● **The task**:
The expected result is the material below, reproduced exactly from its first line through the line containing "pub const DEFAULT_APPROACH_DISTANCE_PERCENT: f64".

● **The input**:
--------------------------------------------------

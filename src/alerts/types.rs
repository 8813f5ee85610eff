// src/alerts/types.rs
use chrono::{DateTime, NaiveTime, Utc};
use serde::{Deserialize, Serialize};
use uuid::Uuid;

use crate::errors::{AnalysisError, Result};
use crate::types::ZoneRef;

pub const DEFAULT_APPROACH_DISTANCE_PERCENT: f64 = 1.0;
pub const DEFAULT_MIN_ODDS_SCORE: f64 = 8.0;
pub const CONFIRMATION_ALERT_MIN_SCORE: i32 = 3;
pub const CONFIRMATION_ACTION_SCORE: i32 = 5;

#[derive(Debug, Clone, Copy, PartialEq, Eq, Hash, Serialize, Deserialize)]
#[serde(rename_all = "snake_case")]
pub enum AlertType {
    FtbInZone,
    FtbApproaching,
    ZoneApproach,
    ConfirmationPattern,
    PinEngulfCombo,
    ZoneBroken,
    HighScore,
    PriceLevel,
}

impl AlertType {
    /// 1 is the most urgent
    pub fn priority(self) -> u8 {
        match self {
            AlertType::FtbInZone | AlertType::PinEngulfCombo => 1,
            AlertType::FtbApproaching
            | AlertType::ZoneApproach
            | AlertType::ZoneBroken
            | AlertType::HighScore
            | AlertType::PriceLevel => 2,
            AlertType::ConfirmationPattern => 3,
        }
    }

    pub fn label(self) -> &'static str {
        match self {
            AlertType::FtbInZone => "First Time Back",
            AlertType::FtbApproaching => "FTB Approaching",
            AlertType::ZoneApproach => "Zone Approach",
            AlertType::ConfirmationPattern => "Confirmation Pattern",
            AlertType::PinEngulfCombo => "Pin + Engulf Combo",
            AlertType::ZoneBroken => "Zone Broken",
            AlertType::HighScore => "High Score Zone",
            AlertType::PriceLevel => "Price Level",
        }
    }

    /// Alerts that only make sense while price is heading toward the zone
    pub fn is_approach(self) -> bool {
        matches!(self, AlertType::FtbApproaching | AlertType::ZoneApproach)
    }
}

#[derive(Debug, Clone, PartialEq, Serialize, Deserialize)]
#[serde(rename_all = "camelCase")]
pub struct AlertEvent {
    pub id: String,
    #[serde(rename = "type")]
    pub alert_type: AlertType,
    pub priority: u8,
    pub title: String,
    pub message: String,
    pub zone_ref: Option<ZoneRef>,
    /// Id of the price-level config that raised the alert
    #[serde(default)]
    pub source_id: Option<String>,
    pub action_required: bool,
    pub suggested_action: Option<String>,
    pub created_at: DateTime<Utc>,
}

impl AlertEvent {
    pub fn new(alert_type: AlertType, symbol: &str, message: String, zone_ref: Option<ZoneRef>) -> Self {
        Self {
            id: Uuid::new_v4().to_string(),
            alert_type,
            priority: alert_type.priority(),
            title: format!("{} - {}", alert_type.label(), symbol),
            message,
            zone_ref,
            source_id: None,
            action_required: false,
            suggested_action: None,
            created_at: Utc::now(),
        }
    }

    pub fn requiring_action(mut self, suggested_action: impl Into<String>) -> Self {
        self.action_required = true;
        self.suggested_action = Some(suggested_action.into());
        self
    }

    pub fn with_source(mut self, source_id: impl Into<String>) -> Self {
        self.source_id = Some(source_id.into());
        self
    }

    /// Alerts sharing a key are duplicates of each other for cooldown purposes
    pub fn dedup_key(&self) -> String {
        match (&self.zone_ref, &self.source_id) {
            (Some(zone), _) => format!("{}:{:?}", zone.zone_id, self.alert_type),
            (None, Some(source)) => format!("{}:{:?}", source, self.alert_type),
            (None, None) => format!("{}:{:?}", self.title, self.alert_type),
        }
    }
}

#[derive(Debug, Clone, PartialEq, Serialize, Deserialize)]
#[serde(rename_all = "camelCase", default)]
pub struct AlertPreferences {
    pub alerts_enabled: bool,
    /// "HH:MM", local to the session clock
    pub quiet_hours_start: Option<String>,
    pub quiet_hours_end: Option<String>,
    pub ftb_alerts: bool,
    pub zone_approach_alerts: bool,
    pub confirmation_alerts: bool,
    pub zone_broken_alerts: bool,
    pub high_score_alerts: bool,
    pub approach_distance_percent: f64,
    pub min_odds_score: f64,
}

impl Default for AlertPreferences {
    fn default() -> Self {
        Self {
            alerts_enabled: true,
            quiet_hours_start: None,
            quiet_hours_end: None,
            ftb_alerts: true,
            zone_approach_alerts: true,
            confirmation_alerts: true,
            zone_broken_alerts: true,
            high_score_alerts: true,
            approach_distance_percent: DEFAULT_APPROACH_DISTANCE_PERCENT,
            min_odds_score: DEFAULT_MIN_ODDS_SCORE,
        }
    }
}

impl AlertPreferences {
    /// `None` unless both ends are set.
    pub fn quiet_hours(&self) -> Result<Option<QuietHours>> {
        match (&self.quiet_hours_start, &self.quiet_hours_end) {
            (Some(start), Some(end)) => Ok(Some(QuietHours {
                start: parse_hh_mm("quietHoursStart", start)?,
                end: parse_hh_mm("quietHoursEnd", end)?,
            })),
            _ => Ok(None),
        }
    }
}

fn parse_hh_mm(name: &str, raw: &str) -> Result<NaiveTime> {
    NaiveTime::parse_from_str(raw.trim(), "%H:%M").map_err(|e| AnalysisError::InvalidPreference {
        name: name.to_string(),
        reason: format!("'{}' is not HH:MM ({})", raw, e),
    })
}

#[derive(Debug, Clone, Copy, PartialEq, Eq)]
pub struct QuietHours {
    pub start: NaiveTime,
    pub end: NaiveTime,
}

impl QuietHours {
    /// Start inclusive, end exclusive; a window whose end is before its start wraps midnight.
    pub fn contains(&self, time: NaiveTime) -> bool {
        if self.start <= self.end {
            time >= self.start && time < self.end
        } else {
            time >= self.start || time < self.end
        }
    }
}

--------------------------------------------------

● **Completed exercise**:
filename src/alerts/types.rs
repository 8813f5ee85610eff
// src/alerts/types.rs
use chrono::{DateTime, NaiveTime, Utc};
use serde::{Deserialize, Serialize};
use uuid::Uuid;

use crate::errors::{AnalysisError, Result};
use crate::types::ZoneRef;

pub const DEFAULT_APPROACH_DISTANCE_PERCENT: f64 = 1.0;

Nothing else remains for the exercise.